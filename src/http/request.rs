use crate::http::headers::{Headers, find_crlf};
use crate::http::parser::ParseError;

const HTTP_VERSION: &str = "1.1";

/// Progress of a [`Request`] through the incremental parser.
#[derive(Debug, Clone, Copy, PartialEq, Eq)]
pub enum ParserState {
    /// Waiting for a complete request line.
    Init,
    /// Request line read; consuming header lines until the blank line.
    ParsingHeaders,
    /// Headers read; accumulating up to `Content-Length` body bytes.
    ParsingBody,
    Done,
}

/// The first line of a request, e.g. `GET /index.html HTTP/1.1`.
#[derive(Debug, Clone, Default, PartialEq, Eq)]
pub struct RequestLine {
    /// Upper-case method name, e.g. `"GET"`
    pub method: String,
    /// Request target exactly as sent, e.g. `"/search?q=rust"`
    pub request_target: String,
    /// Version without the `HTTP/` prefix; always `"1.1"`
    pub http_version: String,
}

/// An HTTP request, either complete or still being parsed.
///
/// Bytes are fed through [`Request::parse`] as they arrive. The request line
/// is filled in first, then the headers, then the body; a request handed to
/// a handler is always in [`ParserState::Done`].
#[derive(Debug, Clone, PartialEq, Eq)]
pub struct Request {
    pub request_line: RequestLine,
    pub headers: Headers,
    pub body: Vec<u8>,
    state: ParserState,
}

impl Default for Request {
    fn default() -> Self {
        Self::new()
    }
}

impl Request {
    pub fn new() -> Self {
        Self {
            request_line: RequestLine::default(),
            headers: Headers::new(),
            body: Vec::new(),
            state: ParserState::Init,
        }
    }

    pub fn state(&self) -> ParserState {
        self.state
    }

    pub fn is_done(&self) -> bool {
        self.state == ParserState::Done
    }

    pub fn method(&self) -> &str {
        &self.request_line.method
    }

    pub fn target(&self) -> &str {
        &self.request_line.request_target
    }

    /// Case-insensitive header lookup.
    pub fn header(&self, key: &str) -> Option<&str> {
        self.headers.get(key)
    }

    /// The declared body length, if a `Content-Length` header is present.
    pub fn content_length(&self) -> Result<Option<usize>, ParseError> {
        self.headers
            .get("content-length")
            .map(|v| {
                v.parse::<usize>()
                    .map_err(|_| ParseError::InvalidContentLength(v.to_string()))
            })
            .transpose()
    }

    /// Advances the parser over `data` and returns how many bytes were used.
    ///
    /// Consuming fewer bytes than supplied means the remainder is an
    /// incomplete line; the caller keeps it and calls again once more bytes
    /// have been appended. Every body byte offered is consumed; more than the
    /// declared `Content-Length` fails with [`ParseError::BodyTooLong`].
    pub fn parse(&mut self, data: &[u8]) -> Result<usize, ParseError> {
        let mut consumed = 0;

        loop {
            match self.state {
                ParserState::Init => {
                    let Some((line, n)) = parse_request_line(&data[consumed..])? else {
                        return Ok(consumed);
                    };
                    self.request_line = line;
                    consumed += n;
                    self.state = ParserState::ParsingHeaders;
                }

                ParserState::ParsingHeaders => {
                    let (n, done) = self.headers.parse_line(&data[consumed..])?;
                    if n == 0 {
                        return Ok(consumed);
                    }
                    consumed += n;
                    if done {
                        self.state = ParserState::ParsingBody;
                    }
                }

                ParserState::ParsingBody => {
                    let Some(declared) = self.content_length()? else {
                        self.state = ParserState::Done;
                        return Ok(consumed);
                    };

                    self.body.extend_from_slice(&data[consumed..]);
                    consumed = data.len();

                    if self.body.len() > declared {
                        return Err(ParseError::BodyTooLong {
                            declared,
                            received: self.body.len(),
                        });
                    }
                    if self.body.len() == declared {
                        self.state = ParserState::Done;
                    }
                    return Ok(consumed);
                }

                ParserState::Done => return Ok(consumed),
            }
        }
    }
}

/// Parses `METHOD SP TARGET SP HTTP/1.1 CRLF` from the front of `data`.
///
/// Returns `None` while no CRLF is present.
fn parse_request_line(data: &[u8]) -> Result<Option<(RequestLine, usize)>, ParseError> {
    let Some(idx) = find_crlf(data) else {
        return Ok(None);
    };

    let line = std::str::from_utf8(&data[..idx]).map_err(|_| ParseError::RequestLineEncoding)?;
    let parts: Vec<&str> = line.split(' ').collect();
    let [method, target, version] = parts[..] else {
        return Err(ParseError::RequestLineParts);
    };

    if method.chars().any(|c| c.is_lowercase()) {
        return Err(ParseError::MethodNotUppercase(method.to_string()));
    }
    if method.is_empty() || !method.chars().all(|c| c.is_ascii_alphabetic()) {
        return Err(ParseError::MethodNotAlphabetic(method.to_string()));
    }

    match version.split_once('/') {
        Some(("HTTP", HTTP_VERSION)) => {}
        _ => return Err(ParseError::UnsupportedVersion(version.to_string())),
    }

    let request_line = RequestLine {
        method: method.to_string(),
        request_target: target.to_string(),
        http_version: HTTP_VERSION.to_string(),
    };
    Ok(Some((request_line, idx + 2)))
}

______

#### WHAT TO PRODUCE
Starting with the first line of the data above, copy each line exactly until you reach the line with "pub enum ParserState"; include that line as well.

#### RESPONSE BELOW
filename src/http/request.rs
use crate::http::headers::{Headers, find_crlf};
use crate::http::parser::ParseError;

const HTTP_VERSION: &str = "1.1";

/// Progress of a [`Request`] through the incremental parser.
#[derive(Debug, Clone, Copy, PartialEq, Eq)]
pub enum ParserState {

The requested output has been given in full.